use axum::{middleware, routing::get, Router};
use serde_json::{json, Value};
use tower_http::{cors::CorsLayer, trace::TraceLayer};

use ketoan_api::cache;
use ketoan_api::config;
use ketoan_api::database::manager::DatabaseManager;
use ketoan_api::handlers;
use ketoan_api::middleware::{jwt_auth_middleware, tenant_scope_middleware};

#[tokio::main]
async fn main() {
    // Load .env if present so cargo run picks up DATABASE_URL, REDIS_URL, JWT_SECRET
    let _ = dotenvy::dotenv();

    tracing_subscriber::fmt()
        .with_env_filter(
            tracing_subscriber::EnvFilter::try_from_default_env()
                .unwrap_or_else(|_| "ketoan_api=info,tower_http=info".into()),
        )
        .init();

    // Initialize configuration (this loads the config singleton)
    let config = config::config();
    tracing::info!("Starting ketoan API in {:?} mode", config.environment);

    let app = app();

    let bind_addr = format!("0.0.0.0:{}", config.api.port);
    let listener = tokio::net::TcpListener::bind(&bind_addr)
        .await
        .unwrap_or_else(|e| panic!("failed to bind {}: {}", bind_addr, e));

    tracing::info!("ketoan API listening on http://{}", bind_addr);

    axum::serve(listener, app).await.expect("server");
}

fn app() -> Router {
    Router::new()
        // Public
        .route("/", get(root))
        .route("/health", get(health))
        // Public auth routes (token acquisition)
        .merge(auth_public_routes())
        // Protected planes
        .merge(auth_routes())
        .merge(tenant_routes())
        .merge(data_routes())
        // Global middleware
        .layer(CorsLayer::permissive())
        .layer(TraceLayer::new_for_http())
}

fn auth_public_routes() -> Router {
    use axum::routing::post;
    use handlers::public::auth;

    Router::new()
        .route("/auth/register", post(auth::register))
        .route("/auth/login", post(auth::login))
        .route("/auth/google", post(auth::login_google))
        .route("/auth/refresh", post(auth::refresh))
}

fn auth_routes() -> Router {
    use axum::routing::{delete, put};
    use handlers::protected::auth;

    Router::new()
        .route("/api/auth/whoami", get(auth::whoami))
        .route("/api/auth/session/refresh", put(auth::refresh_session))
        .route("/api/auth/session", delete(auth::logout))
        .layer(middleware::from_fn(jwt_auth_middleware))
}

fn tenant_routes() -> Router {
    use axum::routing::post;
    use handlers::protected::tenant;

    Router::new()
        .route(
            "/api/tenants",
            get(tenant::tenant_list).post(tenant::tenant_create),
        )
        .route(
            "/api/tenants/:id",
            get(tenant::tenant_show)
                .patch(tenant::tenant_update)
                .delete(tenant::tenant_delete),
        )
        .route("/api/tenants/:id/restore", post(tenant::tenant_restore))
        .route("/api/tenants/:id/select", post(tenant::tenant_select))
        .route(
            "/api/tenants/:id/onboarding",
            get(tenant::onboarding_show).put(tenant::onboarding_complete),
        )
        .layer(middleware::from_fn(jwt_auth_middleware))
}

fn data_routes() -> Router {
    use axum::routing::{delete, post};
    use handlers::protected::data::{accounts, opening_balances, partners, products};

    Router::new()
        // Chart of accounts
        .route(
            "/api/data/accounts",
            get(accounts::account_list).post(accounts::account_create),
        )
        .route("/api/data/accounts/import", post(accounts::account_import))
        .route(
            "/api/data/accounts/:code",
            get(accounts::account_get)
                .patch(accounts::account_update)
                .delete(accounts::account_delete),
        )
        .route(
            "/api/data/accounts/:code/restore",
            post(accounts::account_restore),
        )
        // Opening balances
        .route(
            "/api/data/opening-balances",
            get(opening_balances::period_list).post(opening_balances::period_create),
        )
        .route("/api/data/opening-balances/:id", get(opening_balances::period_show))
        .route(
            "/api/data/opening-balances/:id/lock",
            post(opening_balances::period_lock),
        )
        .route(
            "/api/data/opening-balances/:id/lines",
            get(opening_balances::line_list).put(opening_balances::line_upsert),
        )
        .route(
            "/api/data/opening-balances/:id/lines/:code",
            delete(opening_balances::line_delete),
        )
        // Customers and suppliers
        .route(
            "/api/data/partners",
            get(partners::partner_list).post(partners::partner_create),
        )
        .route(
            "/api/data/partners/:id",
            get(partners::partner_get)
                .patch(partners::partner_update)
                .delete(partners::partner_delete),
        )
        .route("/api/data/partners/:id/restore", post(partners::partner_restore))
        // Products
        .route(
            "/api/data/products",
            get(products::product_list).post(products::product_create),
        )
        .route(
            "/api/data/products/:id",
            get(products::product_get)
                .patch(products::product_update)
                .delete(products::product_delete),
        )
        .route("/api/data/products/:id/restore", post(products::product_restore))
        // Tenant scope runs after authentication
        .layer(middleware::from_fn(tenant_scope_middleware))
        .layer(middleware::from_fn(jwt_auth_middleware))
}

async fn root() -> axum::response::Json<Value> {
    let version = env!("CARGO_PKG_VERSION");

    axum::response::Json(json!({
        "success": true,
        "data": {
            "name": "ketoan API",
            "version": version,
            "description": "Multi-tenant ERP backend for Vietnamese SMBs",
            "endpoints": {
                "home": "/ (public)",
                "health": "/health (public)",
                "public_auth": "/auth/register, /auth/login, /auth/google, /auth/refresh (public - token acquisition)",
                "auth": "/api/auth/* (protected - session management)",
                "tenants": "/api/tenants[/:id] (protected - tenant management and onboarding)",
                "data": "/api/data/* (protected - tenant token required)",
            }
        }
    }))
}

async fn health() -> impl axum::response::IntoResponse {
    let now = chrono::Utc::now();

    let cache_status = match cache::redis::health_check().await {
        Ok(_) => "ok",
        Err(e) => {
            tracing::warn!("Cache health check failed: {}", e);
            "degraded"
        }
    };

    match DatabaseManager::health_check().await {
        Ok(_) => (
            axum::http::StatusCode::OK,
            axum::response::Json(json!({
                "success": true,
                "data": {
                    "status": "ok",
                    "timestamp": now,
                    "database": "ok",
                    "cache": cache_status,
                }
            })),
        ),
        Err(e) => (
            axum::http::StatusCode::SERVICE_UNAVAILABLE,
            axum::response::Json(json!({
                "success": false,
                "error": "database unavailable",
                "data": {
                    "status": "degraded",
                    "timestamp": now,
                    "database_error": e.to_string(),
                    "cache": cache_status,
                }
            })),
        ),
    }
}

● ● ●

Lines that contain "delete" should be pulled from the entries above and reported.

    use axum::routing::{delete, put};
        .route("/api/auth/session", delete(auth::logout))
                .delete(tenant::tenant_delete),
    use axum::routing::{delete, post};
                .delete(accounts::account_delete),
            delete(opening_balances::line_delete),
                .delete(partners::partner_delete),
                .delete(products::product_delete),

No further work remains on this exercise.